①テンプレ鬱展開バッドエンドによる呪い
「まず──私は婚約者だった夫人を嫌っていた」
「……存じております」
話は意外なところからの始まりだった。
「私がマルケル伯爵令嬢であるマジョレーヌに惹かれたのは事実だが、それは婚約破棄の発端ではなく、夫人を嫌っていたのも本当は彼女の出自が問題なのではない……この婚約そのものに不満があったんだ」
魔力量の多い第三王子、カールハインツの役目は神殿との繋がりを保つ為に、神に仕えること。やることは市井で庶民と交流することを含めた奉仕活動と、日々の礼拝。
加えて──次代の国王となる者の盾。
この『盾』の役目こそ呪いの話である。
『神殿との繋がりを──』等と言ってはいるが、実際はこれも呪いに関わるからこそ。
「先にこの『呪い』についての話をしよう」
「私がお聞きしていいのですか」
「構わない」
──女神リーベリンデを祀る国教、エーヴィクリーベ教。
この宗教は、元々国が統一される前から一般市民に広く根付いていたもの。
統一前にいくつかの小国に別れていた頃、そのうちのひとつが人心を掴み民衆を纏める為に、教義や神殿などを整え宗教として擁立した。

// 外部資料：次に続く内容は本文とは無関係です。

//! Transport Implementations

pub mod memory;
pub mod quic;
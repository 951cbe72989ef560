//! SOCKS5 inbound of the client (RFC 1928)
//!
//! No authentication, CONNECT and UDP ASSOCIATE. Every accepted request is forwarded
//! through the [`Client`].

use std::io::{Error, ErrorKind};
use std::net::SocketAddr;
use std::sync::Arc;
use std::time::Duration;

use bytes::BytesMut;
use tokio::io::{AsyncRead, AsyncReadExt, AsyncWrite, AsyncWriteExt};
use tokio::net::{TcpListener, TcpStream};
use tokio_util::sync::CancellationToken;

use crate::address::Address;
use crate::client::Client;
use crate::socks_udp::UdpSocksServer;
use crate::transport::Dialer;

/// SOCKS5 protocol constants
const SOCKS5_VERSION: u8 = 0x05;

/// How long to wait for the first bytes from the local client before sending the
/// request header on its own.
const FIRST_PAYLOAD_WAIT: Duration = Duration::from_millis(50);

/// Authentication methods
#[derive(Debug, Clone, Copy)]
pub enum AuthMethod {
    NoAuth = 0x00,
    NoAcceptable = 0xFF,
}

/// SOCKS5 commands
#[derive(Debug, Clone, Copy, PartialEq)]
pub enum Command {
    Connect = 0x01,
    Bind = 0x02,
    UdpAssociate = 0x03,
}

/// SOCKS5 reply codes
#[derive(Debug, Clone, Copy)]
pub enum ReplyCode {
    Succeeded = 0x00,
    GeneralFailure = 0x01,
    CommandNotSupported = 0x07,
    AddressTypeNotSupported = 0x08,
}

fn unspecified() -> Address {
    Address::Socket(SocketAddr::from(([0, 0, 0, 0], 0)))
}

/// Perform SOCKS5 handshake and return the requested command and target
pub async fn socks5_handshake<S>(stream: &mut S) -> Result<(Command, Address), Error>
where
    S: AsyncRead + AsyncWrite + Unpin,
{
    // +----+----------+----------+
    // |VER | NMETHODS | METHODS  |
    // +----+----------+----------+
    // | 1  |    1     | 1 to 255 |
    // +----+----------+----------+
    let mut buf = [0u8; 2];
    stream.read_exact(&mut buf).await?;

    let version = buf[0];
    let nmethods = buf[1];
    log::trace!("[SOCKS5] Client greeting: version={}, nmethods={}", version, nmethods);

    if version != SOCKS5_VERSION {
        return Err(Error::new(
            ErrorKind::InvalidData,
            format!("Unsupported SOCKS version: {}", version),
        ));
    }

    let mut methods = [0u8; 255];
    let methods = &mut methods[..nmethods as usize];
    stream.read_exact(methods).await?;

    if !methods.contains(&(AuthMethod::NoAuth as u8)) {
        stream.write_all(&[SOCKS5_VERSION, AuthMethod::NoAcceptable as u8]).await?;
        return Err(Error::new(
            ErrorKind::PermissionDenied,
            "No supported authentication method",
        ));
    }
    stream.write_all(&[SOCKS5_VERSION, AuthMethod::NoAuth as u8]).await?;

    // +----+-----+-------+------+----------+----------+
    // |VER | CMD |  RSV  | ATYP | DST.ADDR | DST.PORT |
    // +----+-----+-------+------+----------+----------+
    // | 1  |  1  | X'00' |  1   | Variable |    2     |
    // +----+-----+-------+------+----------+----------+
    let mut request = [0u8; 3];
    stream.read_exact(&mut request).await?;

    if request[0] != SOCKS5_VERSION {
        return Err(Error::new(ErrorKind::InvalidData, "Invalid SOCKS version"));
    }

    let command = match request[1] {
        0x01 => Command::Connect,
        0x02 => Command::Bind,
        0x03 => Command::UdpAssociate,
        cmd => {
            log::warn!("[SOCKS5] Unsupported command: {}", cmd);
            send_reply(stream, ReplyCode::CommandNotSupported, &unspecified()).await?;
            return Err(Error::new(ErrorKind::Unsupported, "Unsupported command"));
        }
    };

    // SOCKS5 addresses share the family tags of the tunnel address codec.
    let target = match Address::read(stream).await {
        Ok(target) => target,
        Err(crate::Error::UnknownAddressFamily(atyp)) => {
            send_reply(stream, ReplyCode::AddressTypeNotSupported, &unspecified()).await?;
            return Err(Error::new(
                ErrorKind::Unsupported,
                format!("Unsupported address type {}", atyp),
            ));
        }
        Err(e) => return Err(e.into()),
    };

    log::debug!("[SOCKS5] Handshake complete: command={:?}, target={}", command, target);
    Ok((command, target))
}

/// Send SOCKS5 reply to client
pub async fn send_reply<S>(stream: &mut S, reply: ReplyCode, bind_addr: &Address) -> Result<(), Error>
where
    S: AsyncWrite + Unpin,
{
    // +----+-----+-------+------+----------+----------+
    // |VER | REP |  RSV  | ATYP | BND.ADDR | BND.PORT |
    // +----+-----+-------+------+----------+----------+
    // | 1  |  1  | X'00' |  1   | Variable |    2     |
    // +----+-----+-------+------+----------+----------+
    log::trace!("[SOCKS5] Sending reply: code={:?}, bind_addr={}", reply, bind_addr);

    let mut response = BytesMut::with_capacity(3 + bind_addr.encoded_len());
    response.extend_from_slice(&[SOCKS5_VERSION, reply as u8, 0x00]);
    bind_addr.encode(&mut response)?;
    stream.write_all(&response).await
}

/// Bidirectional copy between two streams
///
/// EOF in one direction shuts down the opposite writer; returns once both directions
/// are done or either fails.
pub async fn copy_bidirectional<C, T>(client: C, target: T) -> Result<(), Error>
where
    C: AsyncRead + AsyncWrite + Unpin,
    T: AsyncRead + AsyncWrite + Unpin,
{
    let (mut client_read, mut client_write) = tokio::io::split(client);
    let (mut target_read, mut target_write) = tokio::io::split(target);

    let uplink = async {
        let n = tokio::io::copy(&mut client_read, &mut target_write).await?;
        target_write.shutdown().await?;
        Ok::<_, Error>(n)
    };
    let downlink = async {
        let n = tokio::io::copy(&mut target_read, &mut client_write).await?;
        client_write.shutdown().await?;
        Ok::<_, Error>(n)
    };

    match tokio::try_join!(uplink, downlink) {
        Ok((up, down)) => {
            log::debug!("Client -> Target: {} bytes, Target -> Client: {} bytes", up, down);
            Ok(())
        }
        Err(e) => {
            log::debug!("Relay error: {}", e);
            Err(e)
        }
    }
}

/// Local SOCKS5 server forwarding through a [`Client`]
pub struct Socks5Inbound<D: Dialer> {
    client: Arc<Client<D>>,
    cancel: CancellationToken,
}

impl<D: Dialer> Socks5Inbound<D> {
    pub fn new(client: Arc<Client<D>>, cancel: CancellationToken) -> Self {
        Self { client, cancel }
    }

    /// Accepts SOCKS5 connections until cancelled.
    pub async fn serve(&self, listener: TcpListener) -> anyhow::Result<()> {
        log::info!("SOCKS5 inbound listening on {}", listener.local_addr()?);
        loop {
            let (stream, peer) = tokio::select! {
                _ = self.cancel.cancelled() => return Ok(()),
                accepted = listener.accept() => accepted?,
            };
            let client = Arc::clone(&self.client);
            let cancel = self.cancel.clone();
            tokio::spawn(async move {
                if let Err(e) = handle_socks5(stream, peer, client, cancel).await {
                    log::debug!("[SOCKS5] {} failed: {}", peer, e);
                }
            });
        }
    }
}

async fn handle_socks5<D: Dialer>(
    mut stream: TcpStream,
    peer: SocketAddr,
    client: Arc<Client<D>>,
    cancel: CancellationToken,
) -> anyhow::Result<()> {
    let (command, target) = socks5_handshake(&mut stream).await?;
    match command {
        Command::Connect => {
            let mut remote = match client.dial_tcp(target.clone()).await {
                Ok(remote) => remote,
                Err(e) => {
                    send_reply(&mut stream, ReplyCode::GeneralFailure, &unspecified()).await?;
                    return Err(e.into());
                }
            };
            send_reply(&mut stream, ReplyCode::Succeeded, &unspecified()).await?;
            log::info!("[SOCKS5] {} -> {} (tcp)", peer, target);

            // Merge the first payload into the request header when the local side
            // speaks first; otherwise send the header alone.
            let mut first = [0u8; 4096];
            match tokio::time::timeout(FIRST_PAYLOAD_WAIT, stream.read(&mut first)).await {
                Ok(Ok(0)) => return Ok(()),
                Ok(Ok(n)) => remote.write_all(&first[..n]).await?,
                Ok(Err(e)) => return Err(e.into()),
                Err(_) => remote.send_request().await?,
            }
            copy_bidirectional(stream, remote).await?;
        }
        Command::UdpAssociate => {
            let bind = SocketAddr::new(stream.local_addr()?.ip(), 0);
            let relay = UdpSocksServer::new(bind, peer).await?;
            send_reply(&mut stream, ReplyCode::Succeeded, &Address::from(relay.local_addr()?)).await?;
            log::info!("[SOCKS5] {} UDP associate via {}", peer, relay.local_addr()?);

            // The association lives as long as the control connection.
            let mut control = [0u8; 64];
            tokio::select! {
                result = relay.run(client) => result?,
                _ = async { while matches!(stream.read(&mut control).await, Ok(n) if n > 0) {} } => {}
                _ = cancel.cancelled() => {}
            }
        }
        Command::Bind => {
            send_reply(&mut stream, ReplyCode::CommandNotSupported, &unspecified()).await?;
        }
    }
    Ok(())
}

#[cfg(test)]
mod tests {
    use super::*;

    #[tokio::test]
    async fn test_handshake_connect_domain() {
        let mut mock = tokio_test::io::Builder::new()
            .read(&[0x05, 0x01, 0x00])
            .write(&[0x05, 0x00])
            .read(&[0x05, 0x01, 0x00, 0x03, 11])
            .read(b"example.com")
            .read(&[0x01, 0xbb])
            .build();
        let (command, target) = socks5_handshake(&mut mock).await.unwrap();
        assert_eq!(command, Command::Connect);
        assert_eq!(target, Address::Domain("example.com".into(), 443));
    }

    #[tokio::test]
    async fn test_handshake_rejects_auth_only_clients() {
        let mut mock = tokio_test::io::Builder::new()
            .read(&[0x05, 0x01, 0x02])
            .write(&[0x05, 0xff])
            .build();
        let err = socks5_handshake(&mut mock).await.unwrap_err();
        assert_eq!(err.kind(), ErrorKind::PermissionDenied);
    }

    #[tokio::test]
    async fn test_copy_keeps_reading_after_half_close() {
        let (client, mut local) = tokio::io::duplex(1024);
        let (target, mut remote) = tokio::io::duplex(1024);
        let relay = tokio::spawn(copy_bidirectional(client, target));

        local.write_all(b"request").await.unwrap();
        local.shutdown().await.unwrap();
        let mut request = Vec::new();
        remote.read_to_end(&mut request).await.unwrap();
        assert_eq!(request, b"request");

        remote.write_all(b"response").await.unwrap();
        remote.shutdown().await.unwrap();
        let mut response = Vec::new();
        local.read_to_end(&mut response).await.unwrap();
        assert_eq!(response, b"response");

        relay.await.unwrap().unwrap();
    }

    #[tokio::test]
    async fn test_unsupported_requests_get_reply_codes() {
        let mut mock = tokio_test::io::Builder::new()
            .read(&[0x05, 0x01, 0x00])
            .write(&[0x05, 0x00])
            .read(&[0x05, 0x09, 0x00])
            .write(&[0x05, 0x07, 0x00, 0x01, 0, 0, 0, 0, 0, 0])
            .build();
        let err = socks5_handshake(&mut mock).await.unwrap_err();
        assert_eq!(err.kind(), ErrorKind::Unsupported);

        let mut mock = tokio_test::io::Builder::new()
            .read(&[0x05, 0x01, 0x00])
            .write(&[0x05, 0x00])
            .read(&[0x05, 0x01, 0x00])
            .read(&[0x02])
            .write(&[0x05, 0x08, 0x00, 0x01, 0, 0, 0, 0, 0, 0])
            .build();
        let err = socks5_handshake(&mut mock).await.unwrap_err();
        assert_eq!(err.kind(), ErrorKind::Unsupported);
    }

    #[tokio::test]
    async fn test_reply_layout() {
        let mut mock = tokio_test::io::Builder::new()
            .write(&[0x05, 0x00, 0x00, 0x01, 127, 0, 0, 1, 0x04, 0x38])
            .build();
        let bind = Address::Socket("127.0.0.1:1080".parse().unwrap());
        send_reply(&mut mock, ReplyCode::Succeeded, &bind).await.unwrap();
    }
}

国教とはなったもののそんな経緯もあり、今の国として統一後暫くの間、神殿と王家との間には軋轢があったらしい。
ある時、とても力の強い聖女が貴族家から輩出されたのを機に、王家は聖女を娶り王太子妃として遇することで神殿との不和をなくそうとした。
だが王太子妃になる筈だった彼女には、質の悪い妹がいたそうで。妹は姉の手柄を横取りし、王太子を篭絡したのだ。
王太子は見た目が可憐で嫋やかな妹の虚言を信じ、聖女との婚約を破棄し追放した。
悪評を流され孤立無援の中、王宮を追い出された彼女だが──神殿にも戻ることはなく、行方を眩ましたまま。
聖女が失踪して暫く。王太子と聖女の妹の顔には、見るも無惨な醜い痣が現れた。
『呪いによるもの』と診断されたそれはやがてふたりの精神と肉体を蝕んでいき、死に至らしめた。
しかし呪いはこれで終わりではなく、次に王太子となる予定の第二王子に痣が現れたのだ。
それを救ったのは、早くから神殿に入り神官となっていた王弟子息。
彼のおかげでそれから神殿と王家は強く結びついたものの、問題は解決したわけではなかった。
聖女の呪いは強く、深かった。
聖女の憎しみは特に、妹を優遇し自分を虐げた生家と、王太子の暴挙を許した王家に向けられた。生家の者は全員死亡し、今その貴族家はない。
王弟子息は魔力量が多く魔術に長け、信仰心も厚かったものの、解呪することはできず。分散するのがやっとだったという。
高位の魔術師や神官も協力し力を尽くしたのだが、やはり解呪はできず。分散した呪いの仕様を解析し、やり過ごす方向に舵を切ることとなった。
そして分散した結果、今も王家への呪いは続いている。
「受け皿となる者は段階的に術式を刻まれ、ゆっくりと呪いを引き受ける。 最初は目印を、間口となる為の扉を、と言うように。 呪いを引き受けた後は、北の離宮に作られた神殿で国の安寧を祈り、かつての聖女の魂の救済を願いながら呪いの浄化をして過ごす」
離宮ではあるが封じられるのは神殿。その際には神職に就いたことになり、公務などは勿論、俗世とは関わらない。
浄化が終われば還俗できるが、最初の頃は皆短命で生涯を終えたそう。それでも呪いは徐々に弱くなっていっているらしく、還俗した例は滅多にないものの、ここ数代では皆平均寿命くらいまで普通に生き、死因も呪いではないとのこと。
(……想像してたより重いな)
呪いの話がテンプレ聖女追放モノ(※性悪妹付き)スタートだっただけに油断していたが、鬱展開からの結末はバッドエンドざまぁ(※継続中)である。これはなかなか後味が悪い。
「過去を遡ればわかることだが、我が国の国王陛下は側妃か愛妾を迎えてでも、必ずふたり子供を産む。 これはスペアが必要だからではなく、呪いの受け皿が必要だからだ。 勿論スペアはいた方がいい……全て男児であり第三子が産まれた以上は、その役目は私が担うことになる」
受け皿である者は、婚姻可能な範囲で最も力を持つ聖女、或いは神官と婚約することが定められていると言う。この国の信仰神であるリーベリンデは愛の女神である為、聖女は勿論、神官も婚姻可能だ。
ユリウスはカールハインツの語ったことが、てっきり『役目が不服だった』というモノだと思ったのだが。
「役目が不服だったわけではない」
「え」
どうやら、それは違っていたようだ。